Corticosteroids and rescue therapies

Although the use of corticosteroids in Sars-COV-2 viral pneumonia is not clearly recommended [53], in case of signs of an exaggerated immune response or in patients with symptoms of myocardial involvement, the use of moderate dosage of corticosteroids for a short time (0.5–1 mg/kg/day of prednisone equivalent for 5–7 days) is suggested [54, 55].

Plasma exchange, intravenous immunoglobulin (IVIG), etoposide and emapalumab are currently used in refractory or relapsing MAS/HLH and can be considered as a rescue therapy when other therapies have failed [56,57,58]. An interventional clinical trial evaluating the safety and efficacy of anakinra and emapalumab in COVID-19 has been recently registered (NCT04324021).

Conclusions

The high number of patients, who contracted the virus and developed the disease in a relative short period, has compromised the health system worldwide that responded to the pandemic by reorganizing hospitals and engaging doctors from different specializations to face this health emergency.
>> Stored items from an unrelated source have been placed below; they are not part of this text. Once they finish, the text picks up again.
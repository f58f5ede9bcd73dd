/*
 * Talon, a bitboard chess move generator and alpha-beta search core
 * Copyright (C) 2026 Talon contributors
 *
 * Talon is free software: you can redistribute it and/or modify it under the
 * terms of the GNU General Public License as published by the Free Software
 * Foundation, either version 3 of the License, or (at your option) any later
 * version.
 *
 * Talon is distributed in the hope that it will be useful, but WITHOUT ANY
 * WARRANTY; without even the implied warranty of MERCHANTABILITY or FITNESS
 * FOR A PARTICULAR PURPOSE. See the GNU General Public License for more
 * details.
 *
 * You should have received a copy of the GNU General Public License along with
 * Talon. If not, see <https://www.gnu.org/licenses/>.
 */

//! A cooperative search deadline, checked from inside the search rather than
//! enforced by interrupting it.

use std::{
    sync::{
        atomic::{AtomicBool, Ordering},
        Arc,
    },
    thread,
    time::Duration,
};

/// A shared flag set by a detached timer thread once a deadline has passed.
///
/// Unlike a UCI engine polling a `stop` command on a channel, there is no
/// input to listen for here: the clock only ever counts down a fixed
/// [`Duration`] handed to it up front. `Ordering::Relaxed` is enough on both
/// sides because the flag only ever needs to be *eventually* observed, never
/// synchronised with any other memory access.
#[derive(Clone)]
pub struct TimeCtl {
    /// Set to `true` once the deadline has elapsed.
    expired: Arc<AtomicBool>,
}

impl TimeCtl {
    /// Starts a new deadline, spawning a detached thread that sleeps for
    /// `budget` and then raises the flag.
    ///
    /// `budget` of [`Duration::MAX`] never raises the flag; this is used for
    /// unbounded analysis.
    #[must_use]
    pub fn start(budget: Duration) -> Self {
        let expired = Arc::new(AtomicBool::new(false));

        if budget != Duration::MAX {
            let flag = Arc::clone(&expired);
            thread::spawn(move || {
                thread::sleep(budget);
                flag.store(true, Ordering::Relaxed);
            });
        }

        Self { expired }
    }

    /// Checks whether the deadline has elapsed.
    #[must_use]
    pub fn expired(&self) -> bool {
        self.expired.load(Ordering::Relaxed)
    }

    /// Creates a [`TimeCtl`] that never expires, for testing and for callers
    /// that want to drive the search manually.
    #[must_use]
    pub fn never() -> Self {
        Self {
            expired: Arc::new(AtomicBool::new(false)),
        }
    }
}

#[cfg(test)]
mod tests {
    use super::*;

    #[test]
    fn expires_after_its_budget() {
        let clock = TimeCtl::start(Duration::from_millis(10));
        assert!(!clock.expired());
        thread::sleep(Duration::from_millis(60));
        assert!(clock.expired());
    }

    #[test]
    fn never_expiring_clock_stays_clear() {
        let clock = TimeCtl::never();
        thread::sleep(Duration::from_millis(20));
        assert!(!clock.expired());
    }
}
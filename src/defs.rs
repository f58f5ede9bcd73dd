/*
 * Talon, a bitboard chess move generator and alpha-beta search core
 * Copyright (C) 2026 Talon contributors
 *
 * Talon is free software: you can redistribute it and/or modify it under the
 * terms of the GNU General Public License as published by the Free Software
 * Foundation, either version 3 of the License, or (at your option) any later
 * version.
 *
 * Talon is distributed in the hope that it will be useful, but WITHOUT ANY
 * WARRANTY; without even the implied warranty of MERCHANTABILITY or FITNESS
 * FOR A PARTICULAR PURPOSE. See the GNU General Public License for more
 * details.
 *
 * You should have received a copy of the GNU General Public License along with
 * Talon. If not, see <https://www.gnu.org/licenses/>.
 */

//! Small newtype domain types: squares, files, ranks, pieces and sides.

use std::{
    fmt::{self, Display, Formatter},
    ops::{Add, Sub},
    str::FromStr,
};

use crate::{bitboard::Bitboard, error::ParseError};

/// A cardinal direction.
#[allow(clippy::derive_partial_eq_without_eq)]
#[derive(Clone, Copy, PartialEq)]
pub struct Direction(pub i8);

/// A file: file A = 0 to file H = 7.
#[derive(Clone, Copy, Eq, PartialEq)]
pub struct File(pub u8);

/// A piece, containing both the type of piece and the side it belongs to.
///
/// The internal order of pieces is the same as [`PieceType`], but the exact
/// constants are not.
#[derive(Clone, Copy, Debug, Eq, PartialEq)]
pub struct Piece(pub u8);

/// A type of piece, irrespective of side.
#[derive(Clone, Copy, Eq, PartialEq)]
pub struct PieceType(pub u8);

/// A rank: rank 1 = 0 to rank 8 = 7.
#[derive(Clone, Copy, Eq, PartialEq)]
pub struct Rank(pub u8);

/// A side: 0 or 1 for a regular side or 2 for no side.
#[derive(Clone, Copy, Debug, Eq, Hash, PartialEq)]
pub struct Side(pub u8);

/// A square, with little-endian rank-file mapping: a1 = 0, b1 = 1, ... h8 =
/// 63.
#[derive(Clone, Copy, Debug, Eq, Hash, PartialEq, PartialOrd)]
pub struct Square(pub u8);

/// An array of character constants associated with each piece on both sides,
/// with the character '0' at the end to allow conversion from
/// [`Piece::NONE`].
///
/// e.g. `PIECE_CHARS[Piece::WKNIGHT.to_index()] == 'N'`.
static PIECE_CHARS: [char; Piece::TOTAL + 1] = [
    'p', 'P', 'n', 'N', 'b', 'B', 'r', 'R', 'q', 'Q', 'k', 'K', '0',
];

/// Cardinal directions, according to little-endian rank-file mapping.
#[allow(dead_code, clippy::missing_docs_in_private_items)]
impl Direction {
    pub const N: Self = Self(8);
    pub const NE: Self = Self(9);
    pub const E: Self = Self(1);
    pub const SE: Self = Self(-7);
    pub const S: Self = Self(-8);
    pub const SW: Self = Self(-9);
    pub const W: Self = Self(-1);
    pub const NW: Self = Self(7);
}

/// File enumerations.
#[allow(dead_code, clippy::missing_docs_in_private_items)]
impl File {
    pub const FILE_A: Self = Self(0);
    pub const FILE_B: Self = Self(1);
    pub const FILE_C: Self = Self(2);
    pub const FILE_D: Self = Self(3);
    pub const FILE_E: Self = Self(4);
    pub const FILE_F: Self = Self(5);
    pub const FILE_G: Self = Self(6);
    pub const FILE_H: Self = Self(7);
    pub const TOTAL: usize = 8;
}

/// Piece enumerations for White and Black.
#[allow(dead_code, clippy::missing_docs_in_private_items)]
impl Piece {
    pub const WPAWN: Self = Self::from_piecetype(PieceType::PAWN, Side::WHITE);
    pub const WKNIGHT: Self = Self::from_piecetype(PieceType::KNIGHT, Side::WHITE);
    pub const WBISHOP: Self = Self::from_piecetype(PieceType::BISHOP, Side::WHITE);
    pub const WROOK: Self = Self::from_piecetype(PieceType::ROOK, Side::WHITE);
    pub const WQUEEN: Self = Self::from_piecetype(PieceType::QUEEN, Side::WHITE);
    pub const WKING: Self = Self::from_piecetype(PieceType::KING, Side::WHITE);
    pub const BPAWN: Self = Self::from_piecetype(PieceType::PAWN, Side::BLACK);
    pub const BKNIGHT: Self = Self::from_piecetype(PieceType::KNIGHT, Side::BLACK);
    pub const BBISHOP: Self = Self::from_piecetype(PieceType::BISHOP, Side::BLACK);
    pub const BROOK: Self = Self::from_piecetype(PieceType::ROOK, Side::BLACK);
    pub const BQUEEN: Self = Self::from_piecetype(PieceType::QUEEN, Side::BLACK);
    pub const BKING: Self = Self::from_piecetype(PieceType::KING, Side::BLACK);
    pub const TOTAL: usize = 12;
    pub const NONE: Self = Self(12);
}

/// Piece type enumerations.
#[allow(dead_code, clippy::missing_docs_in_private_items)]
impl PieceType {
    pub const PAWN: Self = Self(0);
    pub const KNIGHT: Self = Self(1);
    pub const BISHOP: Self = Self(2);
    pub const ROOK: Self = Self(3);
    pub const QUEEN: Self = Self(4);
    pub const KING: Self = Self(5);
    pub const TOTAL: usize = 6;
    pub const NONE: Self = Self(6);

    /// All six piece types, pawn first, king last.
    pub const ALL: [Self; 6] = [
        Self::PAWN,
        Self::KNIGHT,
        Self::BISHOP,
        Self::ROOK,
        Self::QUEEN,
        Self::KING,
    ];
}

/// Rank enumerations.
#[allow(dead_code, clippy::missing_docs_in_private_items)]
impl Rank {
    pub const RANK_1: Self = Self(0);
    pub const RANK_2: Self = Self(1);
    pub const RANK_3: Self = Self(2);
    pub const RANK_4: Self = Self(3);
    pub const RANK_5: Self = Self(4);
    pub const RANK_6: Self = Self(5);
    pub const RANK_7: Self = Self(6);
    pub const RANK_8: Self = Self(7);
    pub const TOTAL: usize = 8;
}

/// Side enumerations.
#[allow(dead_code, clippy::missing_docs_in_private_items)]
impl Side {
    pub const BLACK: Self = Self(0);
    pub const WHITE: Self = Self(1);
    pub const TOTAL: usize = 2;
    pub const NONE: Self = Self(2);
}

/// Square enumerations. Only the handful actually referred to by name
/// elsewhere in the crate are listed; the rest are reached via arithmetic.
#[allow(dead_code, clippy::missing_docs_in_private_items)]
impl Square {
    pub const A1: Self = Self(0);
    pub const E1: Self = Self(4);
    pub const H1: Self = Self(7);
    pub const D1: Self = Self(3);
    pub const F1: Self = Self(5);
    pub const G1: Self = Self(6);
    pub const C1: Self = Self(2);
    pub const A8: Self = Self(56);
    pub const E8: Self = Self(60);
    pub const H8: Self = Self(63);
    pub const D8: Self = Self(59);
    pub const F8: Self = Self(61);
    pub const G8: Self = Self(62);
    pub const C8: Self = Self(58);
    pub const TOTAL: usize = 64;
    pub const NONE: Self = Self(64);
}

impl From<File> for char {
    /// Converts a file into a character: 'a' to 'h'.
    fn from(file: File) -> Self {
        (b'a' + file.0) as Self
    }
}

impl From<Piece> for char {
    /// Converts a piece into a character: 'P' for White pawn, 'k' for Black
    /// king, etc.
    fn from(piece: Piece) -> Self {
        PIECE_CHARS[piece.to_index()]
    }
}

impl From<PieceType> for char {
    /// Converts a piece type into a character: 'p' for pawn to 'k' for king.
    fn from(piece_type: PieceType) -> Self {
        let piece = Piece::from_piecetype(piece_type, Side::BLACK);
        Self::from(piece)
    }
}

impl From<Rank> for char {
    /// Converts a rank into a character: '1' to '8'.
    fn from(rank: Rank) -> Self {
        (b'1' + rank.0) as Self
    }
}

impl From<Side> for char {
    /// Converts a side into a char, assuming the side is White or Black.
    ///
    /// 'w' if White and 'b' if Black; undefined otherwise.
    fn from(side: Side) -> Self {
        (b'b' + side.0 * 21) as Self
    }
}

impl From<Square> for File {
    /// Calculates the file of a square.
    fn from(square: Square) -> Self {
        Self(square.0 & 7)
    }
}

impl TryFrom<char> for Piece {
    type Error = ParseError;

    /// Converts a piece character specified by FEN into an actual piece.
    fn try_from(piece: char) -> Result<Self, Self::Error> {
        Ok(match piece {
            'P' => Self::WPAWN,
            'N' => Self::WKNIGHT,
            'B' => Self::WBISHOP,
            'R' => Self::WROOK,
            'Q' => Self::WQUEEN,
            'K' => Self::WKING,
            'p' => Self::BPAWN,
            'n' => Self::BKNIGHT,
            'b' => Self::BBISHOP,
            'r' => Self::BROOK,
            'q' => Self::BQUEEN,
            'k' => Self::BKING,
            _ => return Err(ParseError::InvalidToken),
        })
    }
}

impl TryFrom<char> for PieceType {
    type Error = ParseError;

    /// Converts a piece character specified by FEN into an actual type of
    /// piece, regardless of case.
    fn try_from(piece: char) -> Result<Self, Self::Error> {
        let piece = piece.to_ascii_lowercase();
        Ok(match piece {
            'p' => Self::PAWN,
            'n' => Self::KNIGHT,
            'b' => Self::BISHOP,
            'r' => Self::ROOK,
            'q' => Self::QUEEN,
            'k' => Self::KING,
            _ => return Err(ParseError::InvalidToken),
        })
    }
}

impl From<Piece> for PieceType {
    /// Calculates the type of a piece.
    fn from(piece: Piece) -> Self {
        Self(piece.0 >> 1)
    }
}

impl From<Square> for Rank {
    /// Calculates the rank of a square.
    fn from(square: Square) -> Self {
        Self(square.0 >> 3)
    }
}

impl From<Piece> for Side {
    /// Calculates the side of a piece.
    fn from(piece: Piece) -> Self {
        Self(piece.0 & 1)
    }
}

impl Add<Direction> for Square {
    type Output = Self;

    fn add(self, rhs: Direction) -> Self::Output {
        Self(self.0.wrapping_add_signed(rhs.0))
    }
}

impl Sub<Direction> for Square {
    type Output = Self;

    fn sub(self, rhs: Direction) -> Self::Output {
        Self(self.0.wrapping_add_signed(-rhs.0))
    }
}

impl Display for Square {
    /// Converts a square into its string representation: the square if
    /// `self` isn't [`Square::NONE`] (e.g. "b3") or "-" otherwise.
    fn fmt(&self, fmt: &mut Formatter<'_>) -> fmt::Result {
        if *self == Self::NONE {
            fmt.write_str("-")
        } else {
            let mut ret_str = String::new();
            ret_str.push(char::from(File::from(*self)));
            ret_str.push(char::from(Rank::from(*self)));
            fmt.write_str(&ret_str)
        }
    }
}

impl From<Bitboard> for Square {
    /// Converts the position of the LSB of `bb` to a [`Square`].
    ///
    /// Undefined (returns [`Square::NONE`]) if `bb` is empty.
    fn from(bb: Bitboard) -> Self {
        Self(bb.0.trailing_zeros() as u8)
    }
}

impl FromStr for Square {
    type Err = ParseError;

    /// Converts a string representation of a square (e.g. "e4") into a
    /// [`Square`]. Returns `Ok(Self::NONE)` if the square is "-" and
    /// `Err(ParseError)` if the string is neither "-" nor a valid square.
    fn from_str(string: &str) -> Result<Self, Self::Err> {
        if string == "-" {
            return Ok(Self::NONE);
        }

        let mut square = 0;
        let mut iter = string.as_bytes().iter();

        let file = iter.next().ok_or(ParseError::ExpectedToken)?;
        if (b'a'..=b'h').contains(file) {
            square += file - b'a';
        } else {
            return Err(ParseError::ErroneousToken);
        }

        let rank = iter.next().ok_or(ParseError::ExpectedToken)?;
        if (b'1'..=b'8').contains(rank) {
            square += (rank - b'1') * 8;
        } else {
            return Err(ParseError::ErroneousToken);
        }

        if iter.next().is_some() {
            return Err(ParseError::ErroneousToken);
        }

        Ok(Self(square))
    }
}

impl Piece {
    /// Creates a [`Piece`] from a [`PieceType`] and a [`Side`].
    #[must_use]
    pub const fn from_piecetype(piece: PieceType, side: Side) -> Self {
        Self((piece.0 << 1) + side.0)
    }

    /// Converts the piece to a usize, for indexing.
    #[must_use]
    pub const fn to_index(self) -> usize {
        self.0 as usize
    }
}

impl PieceType {
    /// Converts the piece type to a usize, for indexing.
    #[must_use]
    pub const fn to_index(self) -> usize {
        self.0 as usize
    }
}

impl Side {
    /// Flips the side.
    ///
    /// e.g. `Side::WHITE.flip() == Side::BLACK`.
    ///
    /// The result is undefined if `self` isn't [`Side::WHITE`] or
    /// [`Side::BLACK`].
    #[must_use]
    pub const fn flip(self) -> Self {
        Self(self.0 ^ 1)
    }

    /// Converts the side to a usize, for indexing.
    #[must_use]
    pub const fn to_index(self) -> usize {
        self.0 as usize
    }
}

impl Square {
    /// Converts `rank` and `file` into a [`Square`].
    #[must_use]
    pub const fn from_pos(rank: Rank, file: File) -> Self {
        Self(rank.0 * 8 + file.0)
    }

    /// Converts the square to a usize, for indexing.
    #[must_use]
    pub const fn to_index(self) -> usize {
        self.0 as usize
    }

    /// Mirrors the square vertically: the square's rank is flipped, its file
    /// untouched. Used to reuse one side's piece-square table for the other.
    #[must_use]
    pub const fn flip(self) -> Self {
        Self(self.0 ^ 56)
    }
}

#[cfg(test)]
mod tests {
    use super::*;

    #[test]
    fn square_from_str_roundtrip() {
        for square in 0..64 {
            let square = Square(square);
            let text = square.to_string();
            assert_eq!(text.parse::<Square>().unwrap_or(Square::NONE), square);
        }
    }

    #[test]
    fn square_none_roundtrip() {
        assert_eq!(Square::NONE.to_string(), "-");
        assert_eq!("-".parse::<Square>(), Ok(Square::NONE));
    }

    #[test]
    fn flip_is_involution() {
        assert_eq!(Square::E1.flip(), Square::E8);
        assert_eq!(Square::A1.flip().flip(), Square::A1);
    }
}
No current targeted treatment is yet available for COVID-19, an unknown disease until 2 months ago, which challenges doctors and researchers to find new drugs or reallocate other treatments for these patients.
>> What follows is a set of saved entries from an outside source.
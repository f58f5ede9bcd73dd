/*
 * Talon, a bitboard chess move generator and alpha-beta search core
 * Copyright (C) 2026 Talon contributors
 *
 * Talon is free software: you can redistribute it and/or modify it under the
 * terms of the GNU General Public License as published by the Free Software
 * Foundation, either version 3 of the License, or (at your option) any later
 * version.
 *
 * Talon is distributed in the hope that it will be useful, but WITHOUT ANY
 * WARRANTY; without even the implied warranty of MERCHANTABILITY or FITNESS
 * FOR A PARTICULAR PURPOSE. See the GNU General Public License for more
 * details.
 *
 * You should have received a copy of the GNU General Public License along with
 * Talon. If not, see <https://www.gnu.org/licenses/>.
 */

//! A transposition table owned exclusively by the search thread.

use std::collections::HashMap;

use crate::{
    eval::{Eval, Ply, MATE_BOUND},
    movegen::Move,
    position::HashableState,
};

#[cfg(test)]
use crate::position::Position;

/// The bound of a score depending on how it was obtained.
#[derive(Clone, Copy, Eq, PartialEq)]
pub enum Bound {
    /// A lower bound: `best_score >= beta`.
    Lower,
    /// An exact bound: `alpha < best_score < beta`.
    Exact,
    /// An upper bound: `best_score <= alpha`.
    Upper,
}

/// A single entry in the transposition table.
#[derive(Clone, Copy)]
pub struct TtEntry {
    /// The depth at which the score was obtained.
    depth: u8,
    /// The score of the position, mate-distance-normalised relative to the
    /// root.
    score: Eval,
    /// The bound of the score.
    bound: Bound,
    /// The best move found in the position, if any.
    best_move: Option<Move>,
}

/// A hash table from [`HashableState`] to [`TtEntry`], used to avoid
/// re-searching positions reached by transposition.
///
/// Unlike a UCI engine's table, this one is never shared across threads, so
/// it needs no locking or atomics: it is a plain [`HashMap`] owned by the
/// single search thread that uses it.
pub struct TranspositionTable {
    table: HashMap<HashableState, TtEntry>,
}

impl Default for TranspositionTable {
    fn default() -> Self {
        Self::new()
    }
}

impl TranspositionTable {
    /// Creates a new, empty transposition table.
    #[must_use]
    pub fn new() -> Self {
        Self {
            table: HashMap::new(),
        }
    }

    /// Empties the table.
    pub fn clear(&mut self) {
        self.table.clear();
    }

    /// Looks up `state`, de-normalising any mate score to be relative to
    /// `ply` rather than the root.
    #[must_use]
    pub fn load(&self, state: HashableState, ply: Ply) -> Option<TtEntry> {
        self.table.get(&state).map(|entry| TtEntry {
            score: denormalise(entry.score, ply),
            ..*entry
        })
    }

    /// Stores an entry for `state`, normalising any mate score to be
    /// relative to the root rather than `ply`.
    ///
    /// Uses the 'always-replace' strategy.
    pub fn store(
        &mut self,
        state: HashableState,
        depth: u8,
        score: Eval,
        bound: Bound,
        best_move: Option<Move>,
        ply: Ply,
    ) {
        self.table.insert(
            state,
            TtEntry {
                depth,
                score: normalise(score, ply),
                bound,
                best_move,
            },
        );
    }
}

impl TtEntry {
    /// Returns the depth at which the score was obtained.
    #[must_use]
    pub const fn depth(&self) -> u8 {
        self.depth
    }

    /// Returns the score.
    #[must_use]
    pub const fn score(&self) -> Eval {
        self.score
    }

    /// Returns the bound of the score.
    #[must_use]
    pub const fn bound(&self) -> Bound {
        self.bound
    }

    /// Returns the best move found in the position, if any.
    #[must_use]
    pub const fn best_move(&self) -> Option<Move> {
        self.best_move
    }
}

/// If `score` is a mate score relative to the root, turns it into a mate
/// score relative to the current ply, so it stays correct when reused deeper
/// or shallower in the tree.
fn normalise(score: Eval, ply: Ply) -> Eval {
    if score <= -MATE_BOUND {
        score - Eval::from(ply)
    } else if score >= MATE_BOUND {
        score + Eval::from(ply)
    } else {
        score
    }
}

/// If `score` is a mate score relative to the current ply, turns it into a
/// mate score relative to the root.
fn denormalise(score: Eval, ply: Ply) -> Eval {
    if score <= -MATE_BOUND {
        score + Eval::from(ply)
    } else if score >= MATE_BOUND {
        score - Eval::from(ply)
    } else {
        score
    }
}

#[cfg(test)]
mod tests {
    use super::*;

    #[test]
    fn stored_entry_round_trips_through_mate_normalisation() {
        let mut tt = TranspositionTable::new();
        let state = Position::default().hashable_state();

        tt.store(state, 5, MATE_BOUND + 2, Bound::Exact, None, 3);
        let hit = tt.load(state, 3).unwrap();

        assert_eq!(hit.score(), MATE_BOUND + 2);
    }

    #[test]
    fn non_mate_scores_are_unaffected_by_ply() {
        assert_eq!(normalise(120, 7), 120);
        assert_eq!(denormalise(120, 7), 120);
    }
}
The lesson we learned is that there are distinct phases of COVID-related disease that are dominated by infection, invasion and viral replication first and then by the host immune response, up to hyper-inflammation (CSS). The overload of work that healthcare professionals must face with, often in risky conditions as seen in China, Europe and now also overseas, is combined with the lack of standardized protocols or algorithms for the management and treatment of these patients. It now seems evident that a part of the COVID-19 patients suddenly worsens, frequently a week after symptom onset, especially in patients with an exaggerated immune response is triggered. The experience, both from literature data and clinical practice, confirms as we could expect, the sooner the treatment, the better the outcomes. Given the complexity of this new condition, a multidisciplinary management seems to be the best approach. Sharing and integrating knowledge between specialists, to evaluate the correct timing and setting of every treatment, could greatly benefit our patients. Based on this, we reviewed the literature, combining it with our experiences and our specialist knowledge, to establish a management algorithm. We tried to correlate the clinical features with laboratory and imaging findings to establish the right timing for each treatment. We harmonized all this information in a visual algorithm (Fig. 1), to make it easy to read and update based on new literature results.

Fig. 1
figure 1

Following the timeline of the disease and correlating with the clinical, laboratory and imaging data, supported also by the first anatomopathological reports, we can distinguish two main phases: (a) the first in which the viral shedding and replication with direct cell damage predominate and (b) the second in which an exaggerated host immune response with cytokine storm triggered the inflammatory cascade. Based on this concept, we correlated clinical, laboratory and imaging data in order to use the more appropriate drug. By further dividing the patients according to the clinical picture and correlating with the diagnostic tests, the most severe forms of the disease are predominated by the host hyperimmune response and the consequent damage. However, this response begins with the earlier stages, and therefore, the timing of the treatments is critical to optimize the outcome. Finally, the dosages of the drugs are reported

It is crucial to identify patients early, especially those with negative laboratory prognostic factors (cytopenia, high CRP and D-dimer, hyperferritinemia) and early signs of pulmonary involvement in HRCT as well as in LUS, to start treatment and monitor them closely. Since this approach is easily available also outside the hospitals, the new challenge will be to also extend it in a community-based setting.